THIS README IS FOR THE DATA/PROCESSED_DATA DIRECTORY, EACH SUB-DIRECTORY WILL ALSO CONTAIN IT'S OWN README FILE.

THIS DIRECTORY CONTAINS THE CODE FOR THE CREATION OF THE COUNT DATA AT DIFFERENT GRID RESOLUTIONS FOR THE GRID-MESH OPTIMISATION METHOD AND FOR MODELLING OF THE CRIME DATA.
THIS DIRECTORY CONTAINS 3 SUB-DIRECTORIES ONE FOR THE SHAPEFILES, THE SOCIO-ECONOMIC VARIABLES AND THE CRIME DATA. THE FINAL SUB-DIRECTORY ALSO CONTAINS CODE TO TAKE THE CRIME, COVARIATE AND CENSUS TRACT SHAPEFILES DATA TO FORMULATION COUNT DATA OVER THE CENSUS TRACTS AND GRIDS WITH THE RELEVANT SOCIO-ECONOMIC VARIABLE DATA ATTACHED.
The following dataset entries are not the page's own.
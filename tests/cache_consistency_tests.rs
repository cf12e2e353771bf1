use anyhow::Result;
use async_trait::async_trait;
use metacache::core::MetaTable;
use metacache::storage::{Filter, OrderBy};
use metacache::{
    Cache, CacheScope, ColumnKind, ColumnSpec, InMemoryMetaStore, LruCacheBackend, MetaConfig,
    MetaContext, MetaError, MetadataStore, Model, ModelLookup, ModelSpec, Record, ScopeIds,
};
use serde_json::{Value, json};
use std::sync::Arc;
use std::sync::atomic::{AtomicBool, Ordering};

/// Store wrapper whose inserts can be switched to fail, and whose next
/// model delete can be made to fail once
struct FlakyStore {
    inner: InMemoryMetaStore,
    fail_inserts: AtomicBool,
    fail_next_model_delete: AtomicBool,
}

impl FlakyStore {
    fn new() -> Self {
        Self {
            inner: InMemoryMetaStore::new(),
            fail_inserts: AtomicBool::new(false),
            fail_next_model_delete: AtomicBool::new(false),
        }
    }
}

#[async_trait]
impl MetadataStore for FlakyStore {
    async fn get(&self, table: MetaTable, id: &str) -> metacache::Result<Option<Record>> {
        self.inner.get(table, id).await
    }

    async fn find_one(&self, table: MetaTable, filter: &Filter) -> metacache::Result<Option<Record>> {
        self.inner.find_one(table, filter).await
    }

    async fn list(
        &self,
        table: MetaTable,
        filter: &Filter,
        order_by: Option<&OrderBy>,
    ) -> metacache::Result<Vec<Record>> {
        self.inner.list(table, filter, order_by).await
    }

    async fn insert(&self, table: MetaTable, record: Record) -> metacache::Result<String> {
        if self.fail_inserts.load(Ordering::SeqCst) {
            return Err(MetaError::Store(format!("insert into {} refused", table)));
        }
        self.inner.insert(table, record).await
    }

    async fn update(&self, table: MetaTable, id: &str, patch: Record) -> metacache::Result<u64> {
        self.inner.update(table, id, patch).await
    }

    async fn delete(&self, table: MetaTable, id: &str) -> metacache::Result<u64> {
        if table == MetaTable::Models && self.fail_next_model_delete.swap(false, Ordering::SeqCst) {
            return Err(MetaError::Store(format!("delete of {} refused", id)));
        }
        self.inner.delete(table, id).await
    }

    async fn delete_where(&self, table: MetaTable, filter: &Filter) -> metacache::Result<u64> {
        self.inner.delete_where(table, filter).await
    }

    async fn next_order(&self, table: MetaTable, scope: &Filter) -> metacache::Result<i64> {
        self.inner.next_order(table, scope).await
    }
}

fn record(value: Value) -> Record {
    value.as_object().cloned().unwrap_or_default()
}

fn context() -> (Arc<InMemoryMetaStore>, MetaContext) {
    let store = Arc::new(InMemoryMetaStore::new());
    let ctx = MetaContext::new(store.clone(), Cache::from_config(&MetaConfig::default()));
    (store, ctx)
}

#[tokio::test]
async fn test_failed_insert_leaves_cache_untouched() -> Result<()> {
    let store = Arc::new(FlakyStore::new());
    let backend = Arc::new(LruCacheBackend::new(1_000));
    let ctx = MetaContext::new(
        store.clone(),
        Cache::new(backend.clone(), &MetaConfig::default()),
    );
    let scope = ScopeIds::new("p1", "b1");

    assert!(Model::list(&ctx, &scope).await?.is_empty());
    let cached_entries = backend.len();

    store.fail_inserts.store(true, Ordering::SeqCst);
    let err = Model::insert(&ctx, &scope, ModelSpec::new("orders"))
        .await
        .unwrap_err();
    assert!(matches!(err, MetaError::Store(_)));
    assert_eq!(backend.len(), cached_entries);
    assert!(Model::list(&ctx, &scope).await?.is_empty());

    store.fail_inserts.store(false, Ordering::SeqCst);
    Model::insert(&ctx, &scope, ModelSpec::new("orders")).await?;
    assert_eq!(Model::list(&ctx, &scope).await?.len(), 1);
    Ok(())
}

#[tokio::test]
async fn test_delete_retry_after_failure_converges() -> Result<()> {
    let store = Arc::new(FlakyStore::new());
    let ctx = MetaContext::new(store.clone(), Cache::from_config(&MetaConfig::default()));
    let scope = ScopeIds::new("p1", "b1");
    let orders = Model::insert(
        &ctx,
        &scope,
        ModelSpec::new("orders").column(ColumnSpec::new("name", ColumnKind::SingleLineText)),
    )
    .await?;
    Model::insert(&ctx, &scope, ModelSpec::new("customers")).await?;
    assert_eq!(Model::list(&ctx, &scope).await?.len(), 2);

    store.fail_next_model_delete.store(true, Ordering::SeqCst);
    let err = Model::delete_by_id(&ctx, orders.id(), false)
        .await
        .unwrap_err();
    assert!(matches!(err, MetaError::Store(_)));
    assert_eq!(store.inner.row_count(MetaTable::Models).await, 2);

    // The earlier steps already ran; the retry finishes the rest
    assert!(Model::delete_by_id(&ctx, orders.id(), false).await?);
    assert!(Model::get(&ctx, orders.id()).await?.is_none());

    let remaining: Vec<String> = Model::list(&ctx, &scope)
        .await?
        .into_iter()
        .map(|m| m.table_name)
        .collect();
    assert_eq!(remaining, ["customers"]);
    assert_eq!(store.inner.row_count(MetaTable::Models).await, 1);
    assert_eq!(store.inner.row_count(MetaTable::Columns).await, 0);
    assert!(!Model::delete_by_id(&ctx, orders.id(), false).await?);
    Ok(())
}

#[tokio::test]
async fn test_reads_are_served_from_cache_after_first_fetch() -> Result<()> {
    let (store, ctx) = context();
    let scope = ScopeIds::new("p1", "b1");
    let orders = Model::insert(&ctx, &scope, ModelSpec::new("orders")).await?;

    // Row removed behind the cache's back: the cached snapshot still answers
    store.delete(MetaTable::Models, orders.id()).await?;
    assert!(Model::get(&ctx, orders.id()).await?.is_some());

    ctx.cache
        .del(&[ctx.cache.key(CacheScope::Model, orders.id())])
        .await?;
    assert!(Model::get(&ctx, orders.id()).await?.is_none());
    Ok(())
}

#[tokio::test]
async fn test_disabled_cache_still_serves_every_operation() -> Result<()> {
    let store = Arc::new(InMemoryMetaStore::new());
    let ctx = MetaContext::from_config(store.clone(), &MetaConfig::new().cache_enabled(false))?;
    let scope = ScopeIds::new("p1", "b1");

    let info = Model::insert(
        &ctx,
        &scope,
        ModelSpec::new("orders").column(ColumnSpec::new("name", ColumnKind::SingleLineText)),
    )
    .await?;
    assert_eq!(info.columns.len(), 1);
    assert!(info.default_view().is_some());

    Model::update_order(&ctx, info.id(), 5).await?;
    assert_eq!(Model::list(&ctx, &scope).await?[0].order, Some(5));

    assert!(Model::delete_by_id(&ctx, info.id(), false).await?);
    assert!(Model::list(&ctx, &scope).await?.is_empty());
    Ok(())
}

#[tokio::test]
async fn test_meta_blob_errors_only_surface_on_cache_miss() -> Result<()> {
    let (store, ctx) = context();
    store
        .insert(
            MetaTable::Models,
            record(json!({
                "id": "md_legacy",
                "project_id": "p1",
                "base_id": "b1",
                "table_name": "legacy",
                "title": "Legacy",
                "order": 1,
                "meta": "{not json",
            })),
        )
        .await?;

    // A snapshot cached by another writer with the blob still unparsed
    let key = ctx.cache.key(CacheScope::Model, "md_legacy");
    ctx.cache
        .set(
            &key,
            &json!({
                "id": "md_legacy",
                "project_id": "p1",
                "base_id": "b1",
                "table_name": "legacy",
                "title": "Legacy",
                "order": 1,
                "meta": "{not json",
            }),
        )
        .await?;

    // Patch path: the unparsable blob is tolerated and the store still updates
    assert!(Model::update_order(&ctx, "md_legacy", 4).await?);
    let row = store.get(MetaTable::Models, "md_legacy").await?.expect("row");
    assert_eq!(row["order"], json!(4));

    let cached = Model::get(&ctx, "md_legacy").await?.expect("cached model");
    assert_eq!(cached.order, Some(4));
    assert_eq!(cached.meta, Some(json!("{not json")));

    // Miss path: the same blob is an error
    ctx.cache.del(&[key]).await?;
    let err = Model::get(&ctx, "md_legacy").await.unwrap_err();
    assert!(matches!(err, MetaError::Serialization(_)));
    Ok(())
}

#[tokio::test]
async fn test_force_delete_removes_inbound_relations() -> Result<()> {
    let (store, ctx) = context();
    let scope = ScopeIds::new("p1", "b1");
    let customers = Model::insert(&ctx, &scope, ModelSpec::new("customers")).await?;
    let invoices = Model::insert(&ctx, &scope, ModelSpec::new("invoices")).await?;
    let orders = Model::insert(&ctx, &scope, ModelSpec::new("orders")).await?;

    for (owner, title) in [(&orders, "Customer"), (&invoices, "Billed To")] {
        ctx.columns
            .insert(
                &ctx,
                owner.id(),
                ColumnSpec::new("", ColumnKind::LinkToAnotherRecord)
                    .title(title)
                    .options(json!({"fk_related_model_id": customers.id(), "type": "bt"})),
            )
            .await?;
    }

    // Warm the orders column list so its eviction is observable
    let before = Model::get_with_info(&ctx, &ModelLookup::id(orders.id()))
        .await?
        .expect("orders");
    let link = before.columns[0].clone();
    assert_eq!(ctx.columns.options(&ctx, &link).await?.len(), 1);

    // Plain delete leaves relations of other models alone
    let invoices_link = Model::get_with_info(&ctx, &ModelLookup::id(invoices.id()))
        .await?
        .expect("invoices")
        .columns[0]
        .clone();
    assert!(
        Model::delete_by_id(&ctx, invoices.id(), false).await?,
        "invoices deleted"
    );
    let inbound = Filter::new().eq("fk_related_model_id", customers.id());
    assert_eq!(store.list(MetaTable::ColRelations, &inbound, None).await?.len(), 1);
    assert!(ctx.columns.get(&ctx, &invoices_link.id).await?.is_none());

    assert!(Model::delete_by_id(&ctx, customers.id(), true).await?);
    assert!(store.list(MetaTable::ColRelations, &inbound, None).await?.is_empty());

    // The column itself survives and is re-read from the store
    let after = Model::get_with_info(&ctx, &ModelLookup::id(orders.id()))
        .await?
        .expect("orders");
    assert_eq!(after.columns.len(), 1);
    assert!(ctx.columns.options(&ctx, &after.columns[0]).await?.is_empty());
    Ok(())
}

#[tokio::test]
async fn test_concurrent_hydration_returns_independent_snapshots() -> Result<()> {
    let (_, ctx) = context();
    let scope = ScopeIds::new("p1", "b1");
    Model::insert(&ctx, &scope, ModelSpec::new("orders")).await?;
    Model::insert(&ctx, &scope, ModelSpec::new("customers")).await?;

    let (left, right) = tokio::join!(
        Model::list_with_info(&ctx, &scope),
        Model::list_with_info(&ctx, &scope)
    );
    let (mut left, right) = (left?, right?);
    assert_eq!(left, right);

    left[0].model.title = "changed".to_string();
    assert_ne!(left[0].model.title, right[0].model.title);
    assert_eq!(Model::list(&ctx, &scope).await?[0].title, "orders");
    Ok(())
}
THE MANIPULATED DATA FILES (COPIED OVER FROM THE RAW_DATA DIRECTORY) ARE NOT CONTAINED WITHIN THIS ARCHIVED FOLDER BUT CAN BE CREATED THROUGH THE R FILES IN THE RELEVANT RAW_DATA DIRECTORY. WHILE WE DO NOT HAVE THE DATA FILES ARCHIVED, WE DISCUSS THE NAMING CONVENTIONS BELOW AS THEY ARE USED WITHIN THE R SCRIPTS.
HOWEVER, WE DO ARCHIVE THE COUNT DATA GENERATED OVER THE CENSUS TRACTS AND GRIDS WITHIN THEIR RELEVANT SUB-DIRECTORIES WITHIN THE PROCESSED_DATA/CRIME DIRECTORY.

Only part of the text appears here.